2026-05-07 14:56 UTC
load-bearing objection The paper constrains ξ in f(Q,φ) inflation to fit Planck data for two potentials but likely applies unmodified slow-roll formulas for ns and r. the 2 major comments →
Inflationary Scenarios in f(Q,φ) Gravity with Scalar Field Coupling
The pith
A machine-rendered reading of the paper's core claim, the machinery that carries it, and where it could break.
Core claim
In the Cosh-type inflationary model within f(Q,φ) gravity, the tensor-to-scalar ratio decreases while the scalar spectral index increases with the number of e-folds N. For N = 60 the model gives ns ≈ 0.965–0.967 and r ≈ 0.017–0.018, values compatible with Planck constraints. In the De Sitter case the same coupling raises ns and lowers r, restricting viable ξ to the interval 10^{-3} ≲ ξ ≲ 10^{-2} and imposing an upper bound ξ < κ/(2p).
What carries the argument
The nonminimal coupling term between the scalar field and the nonmetricity scalar Q, which enters the slow-roll parameters and thereby controls the tilt of the scalar spectrum and the amplitude of tensor modes.
Load-bearing premise
The chosen functional forms for f(Q,φ) and the inflationary potentials, together with the validity of the slow-roll approximation, remain accurate throughout the entire inflationary phase.
What would settle it
A future measurement showing r > 0.02 or ns < 0.96 at the pivot scale for N = 60 would rule out the Cosh-type realization in this framework.
If this is right
- Raising the coupling ξ increases ns and decreases r in the De Sitter branch.
- The Cosh model stays inside observational windows for a range of N around 60.
- An upper limit ξ < κ/(2p) follows from demanding a consistent background evolution.
- Viable spectra appear only inside a restricted interval of ξ for the De Sitter potential.
Where Pith is reading between the lines
- The same coupling could be tested on other potentials to see whether the narrow ξ window is generic or potential-specific.
- Future CMB polarization data could tighten the bound on ξ beyond the current 10^{-3}–10^{-2} interval.
- The post-inflationary reheating phase in the same f(Q,φ) action would need to produce the observed radiation temperature to close the model.
- The mechanism offers a way to embed standard slow-roll results as the limit of vanishing coupling.
Editorial analysis
A structured set of objections, weighed in public.
Referee Report
Summary.
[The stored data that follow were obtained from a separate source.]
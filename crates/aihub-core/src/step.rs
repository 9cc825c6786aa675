//! Ordered step execution.
//!
//! A flow is a fixed list of steps run strictly in order, each logged with
//! its index and the total count before execution. The first checked failure
//! aborts the whole sequence; nothing applied so far is rolled back —
//! re-running the installer is idempotent for already-applied resources.

use tracing::{debug, info};

use crate::error::Result;
use crate::poll::{poll, Condition, Schedule};
use crate::runner::{Cmd, CommandRunner};

type StepFn = Box<dyn FnOnce(&dyn CommandRunner) -> Result<()>>;

pub enum Action {
    /// Abort the sequence if the command exits non-zero.
    Checked(Cmd),
    /// Run and carry on regardless of the exit code.
    Unchecked(Cmd),
    /// Probe for the resource first; apply only when the probe fails.
    ApplyIfMissing { probe: Cmd, apply: Cmd },
    /// Poll a condition; fall through when the budget runs out.
    Wait {
        cmd: Cmd,
        condition: Condition,
        schedule: Schedule,
    },
    /// In-process work between cluster commands (manifest fetch-patch-reapply
    /// and similar).
    Call(StepFn),
}

pub struct Step {
    label: String,
    action: Action,
}

impl Step {
    pub fn new(label: impl Into<String>, action: Action) -> Self {
        Self {
            label: label.into(),
            action,
        }
    }

    pub fn checked(label: impl Into<String>, cmd: Cmd) -> Self {
        Self::new(label, Action::Checked(cmd))
    }

    pub fn unchecked(label: impl Into<String>, cmd: Cmd) -> Self {
        Self::new(label, Action::Unchecked(cmd))
    }

    pub fn apply_if_missing(label: impl Into<String>, probe: Cmd, apply: Cmd) -> Self {
        Self::new(label, Action::ApplyIfMissing { probe, apply })
    }

    pub fn wait(
        label: impl Into<String>,
        cmd: Cmd,
        condition: Condition,
        schedule: Schedule,
    ) -> Self {
        Self::new(
            label,
            Action::Wait {
                cmd,
                condition,
                schedule,
            },
        )
    }

    pub fn call(
        label: impl Into<String>,
        f: impl FnOnce(&dyn CommandRunner) -> Result<()> + 'static,
    ) -> Self {
        Self::new(label, Action::Call(Box::new(f)))
    }

    pub fn label(&self) -> &str {
        &self.label
    }
}

/// Execute `steps` in declared order, stopping at the first fatal failure.
pub fn run_steps(runner: &dyn CommandRunner, steps: Vec<Step>) -> Result<()> {
    let total = steps.len();
    for (index, step) in steps.into_iter().enumerate() {
        info!("### {}/{} ### {}", index + 1, total, step.label);
        match step.action {
            Action::Checked(cmd) => {
                runner.run_checked(&cmd)?;
            }
            Action::Unchecked(cmd) => {
                if let Err(err) = runner.run(&cmd) {
                    debug!("ignoring failure of `{cmd}`: {err}");
                }
            }
            Action::ApplyIfMissing { probe, apply } => {
                let exists = runner.run(&probe).map(|r| r.success()).unwrap_or(false);
                if !exists {
                    runner.run_checked(&apply)?;
                }
            }
            Action::Wait {
                cmd,
                condition,
                schedule,
            } => {
                poll(runner, &cmd, &condition, schedule);
            }
            Action::Call(f) => f(runner)?,
        }
    }
    Ok(())
}

#[cfg(test)]
mod tests {
    use super::*;
    use crate::error::AihubError;
    use crate::testing::MockRunner;
    use std::time::Duration;

    fn apply(name: &str) -> Cmd {
        Cmd::new("kubectl").args(["apply", "-f", name])
    }

    #[test]
    fn executes_steps_in_declared_order() {
        let runner = MockRunner::ok();
        let steps = vec![
            Step::checked("first", apply("a.yaml")),
            Step::checked("second", apply("b.yaml")),
            Step::checked("third", apply("c.yaml")),
        ];
        run_steps(&runner, steps).unwrap();
        let calls = runner.calls();
        assert_eq!(calls.len(), 3);
        assert!(calls[0].contains("a.yaml"));
        assert!(calls[1].contains("b.yaml"));
        assert!(calls[2].contains("c.yaml"));
    }

    #[test]
    fn stops_at_first_fatal_failure() {
        let runner = MockRunner::ok().with_rule("b.yaml", 7, "");
        let steps = vec![
            Step::checked("first", apply("a.yaml")),
            Step::checked("second", apply("b.yaml")),
            Step::checked("third", apply("c.yaml")),
        ];
        let err = run_steps(&runner, steps).unwrap_err();
        match err {
            AihubError::CommandFailed { code, .. } => assert_eq!(code, 7),
            other => panic!("unexpected error: {other}"),
        }
        assert!(!runner.calls().iter().any(|c| c.contains("c.yaml")));
    }

    #[test]
    fn unchecked_failure_does_not_abort() {
        let runner = MockRunner::ok().with_rule("helm", 1, "");
        let steps = vec![
            Step::unchecked("tiller", Cmd::new("helm").args(["init"])),
            Step::checked("catalog", apply("catalog.yaml")),
        ];
        run_steps(&runner, steps).unwrap();
        assert!(runner.calls().iter().any(|c| c.contains("catalog.yaml")));
    }

    #[test]
    fn guarded_apply_skips_when_probe_succeeds() {
        let runner = MockRunner::ok();
        let steps = vec![Step::apply_if_missing(
            "namespace",
            Cmd::new("kubectl").args(["get", "namespace", "operators"]),
            Cmd::new("kubectl").args(["create", "namespace", "operators"]),
        )];
        run_steps(&runner, steps).unwrap();
        let calls = runner.calls();
        assert_eq!(calls.len(), 1);
        assert!(calls[0].contains("get namespace"));
    }

    #[test]
    fn guarded_apply_runs_when_probe_fails() {
        let runner = MockRunner::ok().with_rule("get namespace", 1, "");
        let steps = vec![Step::apply_if_missing(
            "namespace",
            Cmd::new("kubectl").args(["get", "namespace", "operators"]),
            Cmd::new("kubectl").args(["create", "namespace", "operators"]),
        )];
        run_steps(&runner, steps).unwrap();
        assert!(runner.calls().iter().any(|c| c.contains("create namespace")));
    }

    #[test]
    fn exhausted_wait_falls_through_to_next_step() {
        let runner = MockRunner::ok().with_rule("rollout", 1, "");
        let steps = vec![
            Step::wait(
                "operator ready",
                Cmd::new("kubectl").args(["rollout", "status", "deployment/x"]),
                Condition::Succeeds,
                Schedule::new(Duration::ZERO, 3),
            ),
            Step::checked("next", apply("next.yaml")),
        ];
        run_steps(&runner, steps).unwrap();
        assert!(runner.calls().iter().any(|c| c.contains("next.yaml")));
    }

    #[test]
    fn call_error_aborts_the_sequence() {
        let runner = MockRunner::ok();
        let steps = vec![
            Step::call("patch", |_| {
                Err(AihubError::MalformedManifest {
                    path: "argo.yaml".into(),
                    detail: "missing `rules`".into(),
                })
            }),
            Step::checked("never", apply("never.yaml")),
        ];
        let err = run_steps(&runner, steps).unwrap_err();
        assert!(matches!(err, AihubError::MalformedManifest { .. }));
        assert!(runner.calls().is_empty());
    }
}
The manuscript investigates inflationary scenarios in f(Q, φ) gravity incorporating a nonminimal coupling ξ between the scalar field and the nonmetricity scalar Q. For De Sitter inflation, it identifies a restricted range 10^{-3} ≲ ξ ≲ 10^{-2} yielding ns and r compatible with Planck data, with ns increasing and r decreasing with ξ, and derives a theoretical upper bound ξ < κ/(2p) (e.g., ξ < 0.00833 for κ=1, p=60). For the Cosh-type potential, it reports that ns increases and r decreases with the number of e-folds N, predicting ns ≈ 0.965-0.967 and r ≈ 0.017-0.018 at N=60 in excellent agreement with observations.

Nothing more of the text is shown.